Cumhurbaşkanı Ersin Tatar ve Türkiye Dışişleri Bakanı Mevlüt Çavuşoğlu’nun bu oyunu tek taraflı oynayamayacağını ifade eden CTP milletvekili Asım Akansoy, Kıbrıslı Rumların da beklentileri olduğunu, bunları karşılayacak bir tavır içine girilmezse elli yıl daha statükonun devam edeceğini belirtti.
“Kıbrıslı Rum lider Anastasiadis’in Guterres Çerçevesine ve Berlin Mutabakatına bağlılığını açıklamış biri olmasına rağmen Türk yetkililerin ‘Kıbrıslı Türkleri Kıbrıs Cumhuriyetine yama yapmak istiyorlar’ demesinin mantıklı olmadığını ifade eden Akansoy, “Cenevre’de verilen öneri metni bir felaket metnidir. Hiçbir şekilde Kıbrıslı Türklerin hakkını savunmuyor, arabayı atın önüne koyma metnidir” dedi. Bugün Kıbrıs’ta Cenevre Özel yayınına konuk olan CTP milletvekili Asım Akansoy’un öne çıkan değerlendirmeleri şöyle:
‘SÜPER GÜÇ KKTC’ DÜNYAYA BAŞKALDIRDI
“Bu metin bir felaket metnidir. Hiçbir şekilde Kıbrıslı Türklerin haklarını savunmuyor, arabayı ata koyma metnidir. Yani sizin iki ayrı devlet politikanız olabilir Kıbrıs Cumhuriyeti’ne dönüşü de savunabilirsiniz ama bu süreci ilerletirken masaya oturup konuşursunuz, sıkıntılarınızı, beklentilerinizi müzakere edersiniz. Ancak ne yaptılar? En sonda gelmek istedikleri noktayı müzakerenin başında çıkararak masaya koydular. BM Genel Sekreterinin bu öneriler hakkında inisiyatif alması mümkün değildir. BM Güvenlik Konseyi KKTC’yi egemen eşit ilan ediyoruz demez. Sayın Tatar ya bu metni okumadı ya da idrak edemedi. Bu metin ‘süper güç’ KKTC’nin dünyaya baş kaldırmasıdır. Dolayısıyla nereden baksanız elinizde kalan bir metindir.”

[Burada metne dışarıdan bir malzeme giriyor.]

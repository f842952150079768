//! Configuration error types.

use std::path::PathBuf;

use thiserror::Error;

/// Errors that can occur during configuration loading and validation.
#[derive(Error, Debug)]
pub enum ConfigError {
    /// File not found at the specified path.
    #[error("Configuration file not found: {0}")]
    FileNotFound(PathBuf),

    /// The file extension is unknown or its format feature is disabled.
    #[error("Unsupported or disabled configuration file format: .{0}")]
    UnsupportedFormat(String),

    /// Figment could not merge or extract the configuration.
    #[error("Failed to extract configuration: {0}")]
    Extract(#[from] Box<figment::Error>),

    /// Invalid configuration value.
    #[error("Invalid configuration: {message}")]
    ValidationError { message: String },
}

impl ConfigError {
    /// Creates a validation error with the given message.
    pub fn validation(message: impl Into<String>) -> Self {
        Self::ValidationError {
            message: message.into(),
        }
    }
}

impl From<figment::Error> for ConfigError {
    fn from(error: figment::Error) -> Self {
        Self::Extract(Box::new(error))
    }
}

/// Result type for configuration operations.
pub type ConfigResult<T> = Result<T, ConfigError>;
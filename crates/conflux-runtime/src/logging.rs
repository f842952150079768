//! Logging setup over `tracing-subscriber`.
//!
//! The framework emits a `plugin` span around each inbox loop and a `service`
//! span around each service task, so span events are the quickest way to see
//! which plugin handled what.
//!
//! ```rust,ignore
//! use conflux_runtime::logging::{LoggingBuilder, SpanEvents};
//!
//! LoggingBuilder::new()
//!     .directive("conflux_framework=debug")
//!     .span_events(SpanEvents::LIFECYCLE)
//!     .init();
//! ```

use std::ffi::OsStr;
use std::path::{Path, PathBuf};

use tracing_appender::rolling;
use tracing_subscriber::prelude::*;
use tracing_subscriber::util::TryInitError;
use tracing_subscriber::{EnvFilter, fmt};

use crate::config::{LogFormat, LogOutput, LogRotation, LoggingConfig, SpanEventConfig};

/// Span lifecycle events to log.
#[derive(Debug, Clone, Copy, Default, PartialEq, Eq)]
pub struct SpanEvents {
    pub new: bool,
    pub enter: bool,
    pub exit: bool,
    pub close: bool,
}

impl SpanEvents {
    pub const NONE: Self = Self {
        new: false,
        enter: false,
        exit: false,
        close: false,
    };

    /// Creation and close: one line when a plugin or service starts and ends.
    pub const LIFECYCLE: Self = Self {
        new: true,
        enter: false,
        exit: false,
        close: true,
    };

    pub const FULL: Self = Self {
        new: true,
        enter: true,
        exit: true,
        close: true,
    };

    /// Enter and exit only: shows every poll of a plugin task.
    pub const ACTIVE: Self = Self {
        new: false,
        enter: true,
        exit: true,
        close: false,
    };

    fn to_fmt_span(self) -> fmt::format::FmtSpan {
        let mut span = fmt::format::FmtSpan::NONE;
        if self.new {
            span |= fmt::format::FmtSpan::NEW;
        }
        if self.enter {
            span |= fmt::format::FmtSpan::ENTER;
        }
        if self.exit {
            span |= fmt::format::FmtSpan::EXIT;
        }
        if self.close {
            span |= fmt::format::FmtSpan::CLOSE;
        }
        span
    }
}

impl From<&SpanEventConfig> for SpanEvents {
    fn from(config: &SpanEventConfig) -> Self {
        Self {
            new: config.new,
            enter: config.enter,
            exit: config.exit,
            close: config.close,
        }
    }
}

// =============================================================================
// Configuration-Based Initialization
// =============================================================================

/// Initializes logging from a [`LoggingConfig`].
///
/// Returns `false` when a global subscriber was already installed, which is
/// common in tests and when an application sets up its own.
pub fn init_from_config(config: &LoggingConfig) -> bool {
    LoggingBuilder::from_config(config).try_init().is_ok()
}

// =============================================================================
// LoggingBuilder
// =============================================================================

/// A builder for the global tracing subscriber.
#[derive(Debug)]
pub struct LoggingBuilder {
    directives: Vec<String>,
    level: tracing::Level,
    span_events: SpanEvents,
    format: LogFormat,
    output: LogOutput,
    rotation: LogRotation,
    with_target: bool,
    with_thread_ids: bool,
    with_file: bool,
    with_line_number: bool,
    file_path: Option<PathBuf>,
}

impl Default for LoggingBuilder {
    fn default() -> Self {
        Self::new()
    }
}

impl LoggingBuilder {
    pub fn new() -> Self {
        Self {
            directives: Vec::new(),
            level: tracing::Level::INFO,
            span_events: SpanEvents::NONE,
            format: LogFormat::Compact,
            output: LogOutput::Stdout,
            rotation: LogRotation::Never,
            with_target: true,
            with_thread_ids: false,
            with_file: false,
            with_line_number: false,
            file_path: None,
        }
    }

    pub fn from_config(config: &LoggingConfig) -> Self {
        let directives = config
            .filters
            .iter()
            .map(|(target, level)| format!("{target}={level}"))
            .collect();

        Self {
            directives,
            level: config.level.to_tracing_level(),
            span_events: SpanEvents::from(&config.span_events),
            format: config.format,
            output: config.output,
            rotation: config.rotation,
            with_target: true,
            with_thread_ids: config.thread_ids,
            with_file: config.file_location,
            with_line_number: config.file_location,
            file_path: config.file_path.clone(),
        }
    }

    pub fn with_level(mut self, level: tracing::Level) -> Self {
        self.level = level;
        self
    }

    /// Adds a filter directive such as `conflux_framework=trace`.
    pub fn directive(mut self, directive: impl Into<String>) -> Self {
        self.directives.push(directive.into());
        self
    }

    pub fn span_events(mut self, events: SpanEvents) -> Self {
        self.span_events = events;
        self
    }

    pub fn format(mut self, format: LogFormat) -> Self {
        self.format = format;
        self
    }

    pub fn output(mut self, output: LogOutput) -> Self {
        self.output = output;
        self
    }

    pub fn with_target(mut self, enabled: bool) -> Self {
        self.with_target = enabled;
        self
    }

    pub fn with_thread_ids(mut self, enabled: bool) -> Self {
        self.with_thread_ids = enabled;
        self
    }

    /// Includes source file and line number.
    pub fn with_file_location(mut self, enabled: bool) -> Self {
        self.with_file = enabled;
        self.with_line_number = enabled;
        self
    }

    /// Writes to a file, rotated as given.
    pub fn file(mut self, path: impl Into<PathBuf>, rotation: LogRotation) -> Self {
        self.output = LogOutput::File;
        self.file_path = Some(path.into());
        self.rotation = rotation;
        self
    }

    /// `RUST_LOG` wins over the configured level; directives are added on top.
    fn build_filter(&self) -> EnvFilter {
        let base = self.level.to_string().to_lowercase();
        let mut filter =
            EnvFilter::try_from_default_env().unwrap_or_else(|_| EnvFilter::new(&base));
        for directive in &self.directives {
            if let Ok(d) = directive.parse() {
                filter = filter.add_directive(d);
            }
        }
        filter
    }

    /// Installs the subscriber, ignoring an already installed one.
    pub fn init(self) {
        let _ = self.try_init();
    }

    /// Installs the subscriber, failing if one is already set.
    pub fn try_init(self) -> Result<(), TryInitError> {
        let filter = self.build_filter();
        let span_events = self.span_events.to_fmt_span();

        macro_rules! configure_layer {
            ($layer:expr) => {
                $layer
                    .with_span_events(span_events.clone())
                    .with_target(self.with_target)
                    .with_thread_ids(self.with_thread_ids)
                    .with_file(self.with_file)
                    .with_line_number(self.with_line_number)
            };
        }

        macro_rules! init_with_writer {
            ($writer:expr) => {
                match self.format {
                    #[cfg(feature = "json-log")]
                    LogFormat::Json => {
                        let layer = configure_layer!(fmt::layer().json().with_writer($writer));
                        tracing_subscriber::registry()
                            .with(layer)
                            .with(filter)
                            .try_init()
                    }
                    LogFormat::Compact => {
                        let layer = configure_layer!(fmt::layer().compact().with_writer($writer));
                        tracing_subscriber::registry()
                            .with(layer)
                            .with(filter)
                            .try_init()
                    }
                    LogFormat::Pretty => {
                        let layer = configure_layer!(fmt::layer().pretty().with_writer($writer));
                        tracing_subscriber::registry()
                            .with(layer)
                            .with(filter)
                            .try_init()
                    }
                    // Without `json-log` a JSON request falls back to the full format.
                    _ => {
                        let layer = configure_layer!(fmt::layer().with_writer($writer));
                        tracing_subscriber::registry()
                            .with(layer)
                            .with(filter)
                            .try_init()
                    }
                }
            };
        }

        match (self.output, self.file_path.as_deref()) {
            (LogOutput::Stderr, _) => init_with_writer!(std::io::stderr),
            (LogOutput::File, Some(path)) => {
                let directory = path.parent().unwrap_or_else(|| Path::new("."));
                let file_name = path.file_name().unwrap_or_else(|| OsStr::new("conflux.log"));
                let appender = match self.rotation {
                    LogRotation::Never => rolling::never(directory, file_name),
                    LogRotation::Hourly => rolling::hourly(directory, file_name),
                    LogRotation::Daily => rolling::daily(directory, file_name),
                };
                init_with_writer!(appender)
            }
            _ => init_with_writer!(std::io::stdout),
        }
    }
}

ÖNERİLERİN ARKASINDA TÜRKİYE DIŞ POLİTİKASININ SIKIŞMIŞLIĞI YATIYOR
“Maddelerden birinde Kudret Özersay’ın dahiyane buluşu ‘işbirliği’ kelimesi de yer alıyor. Bugüne kadar yürütülen müzakerelerin bel kemiğini reddediyorlar yani. Üstelik tutarsızlıklarla dolu bir metindir. Bir taraftan BMGK egemen eşit devlet olarak güneyi kuzeyi ayrı tanıyacak ama garantörler de varlığını sürdürecek oysa ki bu garantörler 1960’ın garantörüdür. Bu metin tarihi bir fiyaskodur, Çavuşoğlu’nun söylediği gibi tarihi bir metin değildir. Bunun arkasında da Türkiye dış politikasının sıkışmışlığı yatmaktadır. Kıbrıs’ı kullanarak zaman kazanma durumu vardır buradan hiçbir şey çıkmaz. O masadan Anastasiadis zafer ile kalkmıştır. Çavuşoğlu ve Tatar Anastasidis’i onurlandırmıştır. Biz ise yine yarın yine statükoyla baş başa kalacağız. Önümüzdeki bu iki üç ay süre zarfında çözüm isteyen, barış isteyen güçler olarak çok daha etkin şekilde ortada olmalıyız, ortadaki oyunları deşifre etmeliyiz.”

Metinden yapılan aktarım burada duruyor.